Still another object of the present invention is to provide a method and apparatus for extracting pitch information from an audio signal using morphology to extract the periodicity of harmonic parts using only harmonic peak parts in the audio signal without any assumption for the audio signal.

According to one aspect of the present invention, there is provided a method of extracting pitch information from an audio signal using morphology, the method including when the audio signal is input, converting the input audio signal to an audio signal in a frequency domain; determining an optimum structuring set size (SSS) of a morphological filter performing morphological closing of a waveform of the converted audio signal; performing a morphological operation using the determined SSS; extracting harmonic peaks as the result of the morphological operation; and extracting pitch information using the extracted harmonic peaks.

According to another aspect of the present invention, there is provided an apparatus for extracting pitch information from an audio signal using morphology, the apparatus including an audio signal input unit for receiving the audio signal; a frequency domain converter for converting the input audio signal in a time domain to an audio signal in a frequency domain; a structuring set size (SSS) determiner for determining an optimum SSS of a waveform of the converted audio signal; a morphological filter for performing a morphological operation using the determined SSS; and a harmonic peak extractor for extracting harmonic peaks as the result of the morphological operation and extracting pitch information using the extracted harmonic peaks.

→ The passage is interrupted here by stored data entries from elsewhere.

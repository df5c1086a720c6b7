//! Hardware driver implementations
//!
//! This crate provides concrete implementations of the traits defined
//! in stratum-core for input hardware:
//!
//! - Endstop switches on `embedded-hal` input pins
//! - Debouncing
//! - A latched endstop bank for the stepper executor

#![no_std]
#![deny(unsafe_code)]

pub mod endstop;

pub use endstop::{Debounced, EndstopBank, EndstopSwitch};
//! GPIO endstop switch
//!
//! Reads a mechanical or optical switch through an `embedded-hal` input pin.

use embedded_hal::digital::InputPin;
use stratum_core::traits::EndstopSensor;

/// Switch on a digital input pin
///
/// Normally-open switches wired to ground with a pull-up read low when
/// pressed, so they are configured inverted.
pub struct EndstopSwitch<P> {
    pin: P,
    /// If true, pressed = pin LOW
    inverted: bool,
}

impl<P: InputPin> EndstopSwitch<P> {
    pub fn new(pin: P, inverted: bool) -> Self {
        Self { pin, inverted }
    }

    /// Pressed when the pin reads high
    pub fn new_active_high(pin: P) -> Self {
        Self::new(pin, false)
    }

    /// Pressed when the pin reads low
    pub fn new_active_low(pin: P) -> Self {
        Self::new(pin, true)
    }

    pub fn release(self) -> P {
        self.pin
    }
}

impl<P: InputPin> EndstopSensor for EndstopSwitch<P> {
    fn is_triggered(&mut self) -> bool {
        match self.pin.is_high() {
            Ok(high) => high != self.inverted,
            // An unreadable switch must stop the axis
            Err(_) => true,
        }
    }
}

/// Requires several consecutive triggered reads before reporting a press
///
/// A release is reported immediately.
pub struct Debounced<S> {
    sensor: S,
    samples: u8,
    count: u8,
}

impl<S: EndstopSensor> Debounced<S> {
    pub fn new(sensor: S, samples: u8) -> Self {
        Self {
            sensor,
            samples: samples.max(1),
            count: 0,
        }
    }
}

impl<S: EndstopSensor> EndstopSensor for Debounced<S> {
    fn is_triggered(&mut self) -> bool {
        if self.sensor.is_triggered() {
            self.count = self.count.saturating_add(1);
        } else {
            self.count = 0;
        }
        self.count >= self.samples
    }
}
//! The motion system
//!
//! [`MotionSystem`] owns the configuration, the geometry, the leveling
//! surface, the soft envelope and the motion state, and drives an injected
//! executor. It is the only entry point the command layer needs.
//!
//! Homing and probing suspend leveling for their duration and restore it
//! afterwards without moving the nozzle.

use crate::config::{ConfigError, KinematicsConfig, LevelingMode, MachineConfig};
use crate::homing::{HomingError, HomingOutcome, HomingSequencer};
use crate::kinematics::KinematicsModel;
use crate::leveling::{LevelingError, LevelingSurface, ProbeGrid};
use crate::math;
use crate::motion::{
    Axis, MotionState, MoveError, Mover, Position, ProbeError, ProbeRoutine, SoftEnvelope,
};
use crate::traits::{MotionExecutor, Service};

pub struct MotionSystem<X, S> {
    config: MachineConfig,
    kinematics: KinematicsModel,
    leveling: LevelingSurface,
    envelope: SoftEnvelope,
    state: MotionState,
    executor: X,
    service: S,
}

impl<X: MotionExecutor, S: Service> MotionSystem<X, S> {
    /// Validate the configuration and take the executor's position as current
    pub fn new(config: MachineConfig, executor: X, service: S) -> Result<Self, ConfigError> {
        config.validate()?;
        let kinematics = KinematicsModel::from_config(&config.kinematics)?;
        let leveling = LevelingSurface::new(&config.leveling).map_err(|_| ConfigError::InvalidGrid)?;
        let mut state = MotionState::default();
        state.feedrate_mm_s = config.motion.default_feedrate_mm_s;
        let envelope = SoftEnvelope::new(&config, &kinematics, &state);

        let mut system = Self {
            config,
            kinematics,
            leveling,
            envelope,
            state,
            executor,
            service,
        };
        system.resync_from_steppers();
        system.state.set_destination_from_current();
        Ok(system)
    }

    pub fn config(&self) -> &MachineConfig {
        &self.config
    }

    pub fn kinematics(&self) -> &KinematicsModel {
        &self.kinematics
    }

    pub fn state(&self) -> &MotionState {
        &self.state
    }

    /// Command-layer access to feedrate, tool and the stop flag
    pub fn state_mut(&mut self) -> &mut MotionState {
        &mut self.state
    }

    pub fn leveling(&self) -> &LevelingSurface {
        &self.leveling
    }

    pub fn envelope(&self) -> &SoftEnvelope {
        &self.envelope
    }

    pub fn executor(&self) -> &X {
        &self.executor
    }

    pub fn executor_mut(&mut self) -> &mut X {
        &mut self.executor
    }

    pub fn service_mut(&mut self) -> &mut S {
        &mut self.service
    }

    /// Set the logical target of the next move
    pub fn set_destination(&mut self, destination: Position) {
        self.state.destination = destination;
    }

    fn mover(&mut self) -> Mover<'_, X, S> {
        Mover::new(
            &self.kinematics,
            &self.leveling,
            &mut self.executor,
            &mut self.service,
            self.state.active_tool,
        )
    }

    /// Split borrow for the homing and probing helpers
    fn parts(&mut self) -> (&MachineConfig, &mut MotionState, Mover<'_, X, S>) {
        let tool = self.state.active_tool;
        (
            &self.config,
            &mut self.state,
            Mover::new(
                &self.kinematics,
                &self.leveling,
                &mut self.executor,
                &mut self.service,
                tool,
            ),
        )
    }

    /// Queue the move from the current position to the destination
    ///
    /// The destination is clamped to the soft envelope first. On error
    /// nothing is queued and the current position is unchanged.
    pub fn prepare_move_to_destination(&mut self) -> Result<(), MoveError> {
        self.begin_motion()?;
        self.check_homed()?;

        let destination = self.envelope.clamp(self.state.destination);
        self.state.destination = destination;

        if let Some(max) = self.config.motion.max_extrude_length {
            let extrude = destination.e - self.state.current.e;
            if math::abs(extrude) > max {
                warn!("extrusion of {} mm over limit, E move dropped", extrude);
                self.state.current.e = destination.e;
                let raw = self.state.to_raw(&self.state.current);
                self.mover().set_raw_position(raw);
            }
        }

        // Z/E-only moves ignore the feedrate override
        let feedrate = if self.state.current.same_xy(&destination) {
            self.state.feedrate_mm_s
        } else {
            self.state.scaled_feedrate()
        };
        let from = self.state.to_raw(&self.state.current);
        let to = self.state.to_raw(&destination);
        self.mover().line(from, to, feedrate)?;
        self.state.set_current_from_destination();
        Ok(())
    }

    /// Move to a logical XYZ and wait for the move to finish
    ///
    /// Not clamped. A delta raises before travelling and travels before
    /// lowering, so the effector never dips toward the bed on the way.
    pub fn do_blocking_move_to(&mut self, x: f32, y: f32, z: f32, feedrate_mm_s: Option<f32>) -> Result<(), MoveError> {
        self.begin_motion()?;
        let feedrate = feedrate_mm_s.unwrap_or(self.state.feedrate_mm_s);
        let current = self.state.current;
        let target = Position { x, y, z, ..current };

        if matches!(self.kinematics, KinematicsModel::Delta(_)) {
            let waypoint = if z > current.z {
                Position { z, ..current }
            } else {
                Position { x, y, ..current }
            };
            self.line_to(waypoint, feedrate)?;
        }
        self.line_to(target, feedrate)?;
        self.synchronize();
        Ok(())
    }

    fn line_to(&mut self, target: Position, feedrate_mm_s: f32) -> Result<(), MoveError> {
        let from = self.state.to_raw(&self.state.current);
        let to = self.state.to_raw(&target);
        self.mover().line(from, to, feedrate_mm_s)?;
        self.state.current = target;
        Ok(())
    }

    /// Wait until the executor is idle
    pub fn synchronize(&mut self) {
        self.mover().synchronize();
    }

    /// Common preamble of every motion-issuing call
    fn begin_motion(&mut self) -> Result<(), MoveError> {
        if self.state.stopped {
            return Err(MoveError::Stopped);
        }
        if !self.state.is_position_trusted() {
            debug!("position untrusted, resyncing");
            self.resync_from_steppers();
        }
        self.service.refresh_inactivity();
        Ok(())
    }

    fn check_homed(&self) -> Result<(), MoveError> {
        if !self.config.motion.require_homing {
            return Ok(());
        }
        for axis in Axis::LINEAR {
            let moves = self.state.destination.get(axis) != self.state.current.get(axis);
            if moves && !self.state.axes.is_homed(axis) {
                return Err(MoveError::NotHomed(axis));
            }
        }
        Ok(())
    }

    /// Home one axis (a delta homes all towers)
    pub fn home_axis(&mut self, axis: Axis) -> Result<HomingOutcome, HomingError> {
        self.begin_motion()?;
        let suspended = self.suspend_leveling();
        let result = {
            let (config, state, mover) = self.parts();
            HomingSequencer::new(config, state, mover).home_axis(axis)
        };
        self.finish_homing(result.is_ok(), suspended);
        result
    }

    /// Home every axis in the machine's order
    pub fn home_all(&mut self) -> Result<(), HomingError> {
        self.begin_motion()?;
        let suspended = self.suspend_leveling();
        let result = {
            let (config, state, mover) = self.parts();
            HomingSequencer::new(config, state, mover).home_all()
        };
        self.finish_homing(result.is_ok(), suspended);
        result
    }

    fn finish_homing(&mut self, ok: bool, suspended: bool) {
        if !ok {
            // The carriages moved; trust only the step counts
            self.resync_from_steppers();
        }
        self.envelope
            .recompute(&self.config, &self.kinematics, &self.state);
        if let Err(e) = self.leveling.refresh() {
            warn!("leveling refresh failed: {}", e);
        }
        self.restore_leveling(suspended);
        self.state.set_destination_from_current();
    }

    /// Turn bed compensation on or off without moving the nozzle
    ///
    /// The logical Z of the current position is adjusted instead.
    pub fn set_leveling_enabled(&mut self, enable: bool) -> Result<(), LevelingError> {
        if enable == self.leveling.is_enabled() {
            return Ok(());
        }
        let raw = self.state.to_raw(&self.state.current);
        let physical = self.leveling.apply(raw.xyz());
        self.leveling.set_enabled(enable)?;
        let raw = raw.with_xyz(self.leveling.unapply(physical));
        self.state.current = self.state.to_logical(&raw);
        self.state.set_destination_from_current();
        Ok(())
    }

    /// Change the fade height without moving the nozzle
    pub fn set_fade_height(&mut self, height: Option<f32>) {
        let raw = self.state.to_raw(&self.state.current);
        let physical = self.leveling.apply(raw.xyz());
        self.leveling.set_fade_height(height);
        let raw = raw.with_xyz(self.leveling.unapply(physical));
        self.state.current = self.state.to_logical(&raw);
        self.state.set_destination_from_current();
    }

    /// Replace the probed grid, e.g. with one restored from storage
    ///
    /// Compensation is left off; enable it with
    /// [`set_leveling_enabled`](Self::set_leveling_enabled).
    pub fn load_leveling_grid(&mut self, grid: ProbeGrid) -> Result<(), LevelingError> {
        self.set_leveling_enabled(false)?;
        self.leveling.load_grid(grid)
    }

    /// Disable leveling, returning whether it was enabled
    fn suspend_leveling(&mut self) -> bool {
        let enabled = self.leveling.is_enabled();
        if enabled {
            // Disabling always succeeds
            let _ = self.set_leveling_enabled(false);
        }
        enabled
    }

    fn restore_leveling(&mut self, enabled: bool) {
        if enabled {
            if let Err(e) = self.set_leveling_enabled(true) {
                warn!("leveling not restored: {}", e);
            }
        }
    }

    /// Probe the bed at logical XY and return the raw bed height there
    pub fn probe_point(&mut self, x: f32, y: f32) -> Result<f32, ProbeError> {
        self.begin_motion()?;
        let raw_x = x - self.state.workspace_offset(Axis::X);
        let raw_y = y - self.state.workspace_offset(Axis::Y);

        let suspended = self.suspend_leveling();
        let result = {
            let (config, state, mover) = self.parts();
            ProbeRoutine::new(config, state, mover).probe_at(raw_x, raw_y)
        };
        self.restore_leveling(suspended);
        self.state.set_destination_from_current();
        result
    }

    /// Probe every reachable grid node and enable the new surface
    ///
    /// On a probe failure, or if the new data is rejected, the previous
    /// grid and leveling state are kept.
    pub fn probe_grid(&mut self) -> Result<(), ProbeError> {
        self.begin_motion()?;
        if self.leveling.mode() == LevelingMode::None {
            return Err(ProbeError::Leveling(LevelingError::InvalidGrid));
        }

        let suspended = self.suspend_leveling();
        let previous = self.leveling.grid().clone();
        let mut grid = previous.clone();
        let result = {
            let (config, state, mover) = self.parts();
            ProbeRoutine::new(config, state, mover).probe_grid(&mut grid)
        };
        self.state.set_destination_from_current();

        if let Err(e) = result {
            warn!("grid probing aborted: {}", e);
            self.restore_leveling(suspended);
            return Err(e);
        }
        if let Err(e) = self.leveling.load_grid(grid) {
            warn!("probed grid rejected: {}", e);
            if self.leveling.load_grid(previous).is_ok() {
                self.restore_leveling(suspended);
            }
            return Err(e.into());
        }
        info!("grid probed, {} points", self.leveling.grid().probed_count());
        self.set_leveling_enabled(true)?;
        Ok(())
    }

    pub fn set_soft_endstops_enabled(&mut self, enabled: bool) {
        self.envelope.set_enabled(enabled);
    }

    /// Set the home offset of a linear axis; the nozzle does not move
    pub fn set_home_offset(&mut self, axis: Axis, offset: f32) {
        if axis == Axis::E {
            return;
        }
        let current = self.state.current.get(axis);
        self.state
            .current
            .set(axis, current + offset - self.state.home_offset.get(axis));
        self.state.home_offset.set(axis, offset);
        self.after_offset_change();
    }

    /// Set the position shift of a linear axis; the nozzle does not move
    pub fn set_position_shift(&mut self, axis: Axis, shift: f32) {
        if axis == Axis::E {
            return;
        }
        let current = self.state.current.get(axis);
        self.state
            .current
            .set(axis, current + shift - self.state.position_shift.get(axis));
        self.state.position_shift.set(axis, shift);
        self.after_offset_change();
    }

    /// Declare the current position of one axis to be `value`
    ///
    /// Linear axes adjust the position shift. E redefines the extruder
    /// position at the executor.
    pub fn set_logical_position(&mut self, axis: Axis, value: f32) {
        if axis == Axis::E {
            self.state.current.e = value;
            let raw = self.state.to_raw(&self.state.current);
            self.mover().set_raw_position(raw);
            self.state.set_destination_from_current();
            return;
        }
        let shift = self.state.position_shift.get(axis) + value - self.state.current.get(axis);
        self.set_position_shift(axis, shift);
    }

    fn after_offset_change(&mut self) {
        self.envelope
            .recompute(&self.config, &self.kinematics, &self.state);
        self.state.set_destination_from_current();
    }

    /// Replace the machine geometry
    ///
    /// Atomic: on error the old geometry stays in place. On success every
    /// axis loses its reference and the position is re-derived from the
    /// step counts.
    pub fn reconfigure_kinematics(&mut self, kinematics: KinematicsConfig) -> Result<(), ConfigError> {
        let mut config = self.config;
        config.kinematics = kinematics;
        config.validate()?;

        match (&mut self.kinematics, &kinematics) {
            (KinematicsModel::Delta(delta), KinematicsConfig::Delta(geometry)) => delta.reconfigure(geometry)?,
            (model, _) => *model = KinematicsModel::from_config(&kinematics)?,
        }
        self.config = config;

        self.state.axes.clear();
        self.envelope
            .recompute(&self.config, &self.kinematics, &self.state);
        self.resync_from_steppers();
        self.state.set_destination_from_current();
        info!("kinematics reconfigured");
        Ok(())
    }

    /// Motors were de-energized; every axis may have been moved by hand
    pub fn on_motors_disabled(&mut self) {
        self.state.axes.clear();
        info!("motors off, axes unreferenced");
    }

    /// The executor discarded its queue; resync before the next move
    pub fn on_quick_stop(&mut self) {
        self.state.mark_untrusted();
    }

    /// Recompute the current position from the executor's step counts
    pub fn resync_from_steppers(&mut self) {
        let raw = self.mover().measured_raw();
        self.state.current = self.state.to_logical(&raw);
        self.state.mark_trusted();
    }
}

BRIEF DESCRIPTION OF THE DRAWINGS

The above and other objects, features and advantages of the present invention will become more apparent from the following detailed description when taken in conjunction with the accompanying drawings in which:

FIG. 1 is a block diagram of an apparatus for extracting pitch information from an audio signal according to the present invention;

FIG. 2 is a flowchart of a method of extracting pitch information from an audio signal according to the present invention;

FIG. 3 is a detailed flowchart of a process of determining an optimum SSS of FIG. 2;

FIGS. 4A and 4B are diagrams of signal waveforms before and after preprocessing according to the present invention;

FIGS. 5A to 5D are diagrams are explaining a process of extracting the highest peak of pitch information according to the present invention;

FIG. 6 illustrates a signal waveform obtained after preprocessing an audio signal using morphological closing according to the present invention;

FIG. 7 illustrates another signal waveform obtained after preprocessing an audio signal using morphological closing according to the present invention; and

FIG. 8 is a diagram explaining a process of extracting pitch information using a predetermined fold and summation method according to the present invention.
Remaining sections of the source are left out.